Dataset items
++++
//! Integration tests for store management

mod common;

use common::MockConnection;
use deltastream_sdk::models::{KafkaAuth, StoreCreateParams, StoreType, StoreUpdateParams};
use deltastream_sdk::resources::StoreManager;
use deltastream_sdk::SdkError;
use serde_json::json;

fn describe_store(conn: &MockConnection, name: &str, store_type: &str) {
    conn.push_describe(&[
        ("Name", name),
        ("Type", store_type),
        ("Status", "ready"),
        ("Uris", "localhost:9092"),
    ]);
}

mod create_tests {
    use super::*;

    #[tokio::test]
    async fn test_create_kafka_store_with_sasl() {
        let conn = MockConnection::new();
        describe_store(&conn, "kafka_store", "KAFKA");
        let stores = StoreManager::new(conn.clone());

        let auth = KafkaAuth::Plain {
            username: "user".into(),
            password: "pass".into(),
        };
        let store = stores
            .create_kafka_store("kafka_store", "localhost:9092", auth, Some("registry"))
            .await
            .unwrap();

        assert_eq!(
            conn.statements(),
            vec![
                "CREATE STORE \"kafka_store\" WITH ('type' = KAFKA, 'uris' = 'localhost:9092', \
                 'kafka.sasl.hash_function' = PLAIN, 'kafka.sasl.username' = 'user', \
                 'kafka.sasl.password' = 'pass', 'schema_registry.name' = 'registry');",
                "DESCRIBE STORE \"kafka_store\";",
            ]
        );
        assert_eq!(store.store_type.as_deref(), Some("KAFKA"));
        assert_eq!(store.status.as_deref(), Some("ready"));
        assert_eq!(store.get("uris"), Some(&json!("localhost:9092")));
    }

    #[tokio::test]
    async fn test_create_kinesis_store_with_access_keys() {
        let conn = MockConnection::new();
        describe_store(&conn, "kinesis_store", "KINESIS");
        let stores = StoreManager::new(conn.clone());

        stores
            .create_kinesis_store(
                "kinesis_store",
                "https://kinesis.us-east-1.amazonaws.com",
                Some(("AKIA123", "secret")),
                None,
            )
            .await
            .unwrap();

        assert_eq!(
            conn.statements()[0],
            "CREATE STORE \"kinesis_store\" WITH ('type' = KINESIS, \
             'uris' = 'https://kinesis.us-east-1.amazonaws.com', \
             'kinesis.access_key_id' = 'AKIA123', 'kinesis.secret_access_key' = 'secret');"
        );
    }

    #[tokio::test]
    async fn test_create_s3_store_with_iam_role() {
        let conn = MockConnection::new();
        describe_store(&conn, "s3_store", "S3");
        let stores = StoreManager::new(conn.clone());

        stores
            .create_s3_store(
                "s3_store",
                "https://my-bucket.s3.amazonaws.com/",
                None,
                Some(("arn:aws:iam::123456789012:role/reader", "ext-id")),
            )
            .await
            .unwrap();

        assert_eq!(
            conn.statements()[0],
            "CREATE STORE \"s3_store\" WITH ('type' = S3, 'uris' = 'https://my-bucket.s3.amazonaws.com/', \
             'aws.iam_role_arn' = 'arn:aws:iam::123456789012:role/reader', 'aws.iam_external_id' = 'ext-id');"
        );
    }

    /// TLS flags are keywords and render uppercase without quotes
    #[tokio::test]
    async fn test_create_store_with_tls_flags() {
        let conn = MockConnection::new();
        describe_store(&conn, "secure", "KAFKA");
        let stores = StoreManager::new(conn.clone());

        let params = StoreCreateParams::kafka("secure", "broker:9093")
            .tls_disabled(false)
            .tls_verify_server_hostname(true)
            .tls_ca_cert_file("/certs/ca.pem")
            .comment("prod cluster");
        stores.create(params).await.unwrap();

        assert_eq!(
            conn.statements()[0],
            "CREATE STORE \"secure\" WITH ('type' = KAFKA, 'uris' = 'broker:9093', \
             'tls.disabled' = FALSE, 'tls.verify_server_hostname' = TRUE, \
             'tls.ca_cert_file' = '/certs/ca.pem') COMMENT 'prod cluster';"
        );
    }

    #[tokio::test]
    async fn test_create_store_missing_required_parameters() {
        let conn = MockConnection::new();
        let stores = StoreManager::new(conn.clone());

        let params = StoreCreateParams::kafka("kafka_store", "localhost:9092")
            .param("kafka.sasl.hash_function", "SHA512");
        let err = stores.create(params).await.unwrap_err();

        match &err {
            SdkError::InvalidConfiguration(message) => {
                assert!(message.contains("kafka.sasl.username"));
                assert!(message.contains("kafka.sasl.password"));
            }
            other => panic!("expected invalid configuration, got {:?}", other),
        }
        assert!(conn.statements().is_empty());
    }

    #[tokio::test]
    async fn test_properties_file_skips_validation() {
        let conn = MockConnection::new();
        describe_store(&conn, "sf", "SNOWFLAKE");
        let stores = StoreManager::new(conn.clone());

        let params = StoreCreateParams::new("sf", "snowflake").properties_file("@/stores/sf.properties");
        stores.create(params).await.unwrap();

        assert_eq!(
            conn.statements()[0],
            "CREATE STORE \"sf\" WITH ('type' = SNOWFLAKE, 'properties.file' = '@/stores/sf.properties');"
        );
    }

    #[tokio::test]
    async fn test_create_existing_store_fails_without_read_back() {
        let conn = MockConnection::new();
        conn.fail_exec_at(0, "store kafka_store already exists");
        let stores = StoreManager::new(conn.clone());

        let err = stores
            .create(StoreCreateParams::kafka("kafka_store", "localhost:9092"))
            .await
            .unwrap_err();

        assert!(matches!(err, SdkError::ResourceAlreadyExists { .. }));
        assert_eq!(conn.statements().len(), 1);
    }
}

mod query_tests {
    use super::*;

    #[tokio::test]
    async fn test_list_by_type() {
        let conn = MockConnection::new();
        conn.push_rows(
            &["Name", "Type", "Is Default"],
            vec![vec![json!("kafka_store"), json!("KAFKA"), json!(true)]],
        );
        let stores = StoreManager::new(conn.clone());

        let listed = stores.list_by_type(&StoreType::Kafka).await.unwrap();

        assert_eq!(conn.statements(), vec!["LIST STORES WHERE type = 'KAFKA';"]);
        assert_eq!(listed[0].name, "kafka_store");
        assert_eq!(listed[0].is_default, Some(true));
    }

    #[tokio::test]
    async fn test_test_connection_returns_first_row() {
        let conn = MockConnection::new();
        conn.push_rows(
            &["status", "message"],
            vec![vec![json!("success"), json!("Connection successful")]],
        );
        let stores = StoreManager::new(conn.clone());

        let result = stores.test_connection("test_store").await.unwrap();

        assert_eq!(conn.statements(), vec!["TEST STORE \"test_store\";"]);
        assert_eq!(result["status"], "success");
        assert_eq!(result["message"], "Connection successful");
    }

    #[tokio::test]
    async fn test_test_connection_without_rows_is_unknown() {
        let conn = MockConnection::new();
        let stores = StoreManager::new(conn.clone());

        let result = stores.test_connection("test_store").await.unwrap();

        assert_eq!(result["status"], "unknown");
    }

    #[tokio::test]
    async fn test_get_topics() {
        let conn = MockConnection::new();
        conn.push_rows(
            &["Topic Name", "Partitions"],
            vec![
                vec![json!("topic1"), json!(3)],
                vec![json!("topic2"), json!(1)],
            ],
        );
        conn.push_names(&["topic3"]);
        let stores = StoreManager::new(conn.clone());

        assert_eq!(
            stores.get_topics("kafka_store").await.unwrap(),
            vec!["topic1", "topic2"]
        );
        assert_eq!(stores.get_topics("kafka_store").await.unwrap(), vec!["topic3"]);
        assert_eq!(
            conn.statements()[0],
            "LIST TOPICS FROM STORE \"kafka_store\";"
        );
    }

    #[tokio::test]
    async fn test_update_store_then_comment() {
        let conn = MockConnection::new();
        describe_store(&conn, "kafka_store", "KAFKA");
        let stores = StoreManager::new(conn.clone());

        let params = StoreUpdateParams::new()
            .param("uris", "broker2:9092")
            .comment("moved");
        stores.update("kafka_store", params).await.unwrap();

        assert_eq!(
            conn.statements(),
            vec![
                "UPDATE STORE \"kafka_store\" WITH ('uris' = 'broker2:9092');",
                "ALTER STORE \"kafka_store\" SET COMMENT 'moved';",
                "DESCRIBE STORE \"kafka_store\";",
            ]
        );
    }

    #[tokio::test]
    async fn test_delete_store() {
        let conn = MockConnection::new();
        let stores = StoreManager::new(conn.clone());

        stores.delete("kafka_store").await.unwrap();

        assert_eq!(conn.statements(), vec!["DROP STORE \"kafka_store\";"]);
    }
}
++++
— Task details —
Could you please retype the lines from the start of the data through the line with "let store = stores", both included, and nothing else?

— Final answer —
//! Integration tests for store management

mod common;

use common::MockConnection;
use deltastream_sdk::models::{KafkaAuth, StoreCreateParams, StoreType, StoreUpdateParams};
use deltastream_sdk::resources::StoreManager;
use deltastream_sdk::SdkError;
use serde_json::json;

fn describe_store(conn: &MockConnection, name: &str, store_type: &str) {
    conn.push_describe(&[
        ("Name", name),
        ("Type", store_type),
        ("Status", "ready"),
        ("Uris", "localhost:9092"),
    ]);
}

mod create_tests {
    use super::*;

    #[tokio::test]
    async fn test_create_kafka_store_with_sasl() {
        let conn = MockConnection::new();
        describe_store(&conn, "kafka_store", "KAFKA");
        let stores = StoreManager::new(conn.clone());

        let auth = KafkaAuth::Plain {
            username: "user".into(),
            password: "pass".into(),
        };
        let store = stores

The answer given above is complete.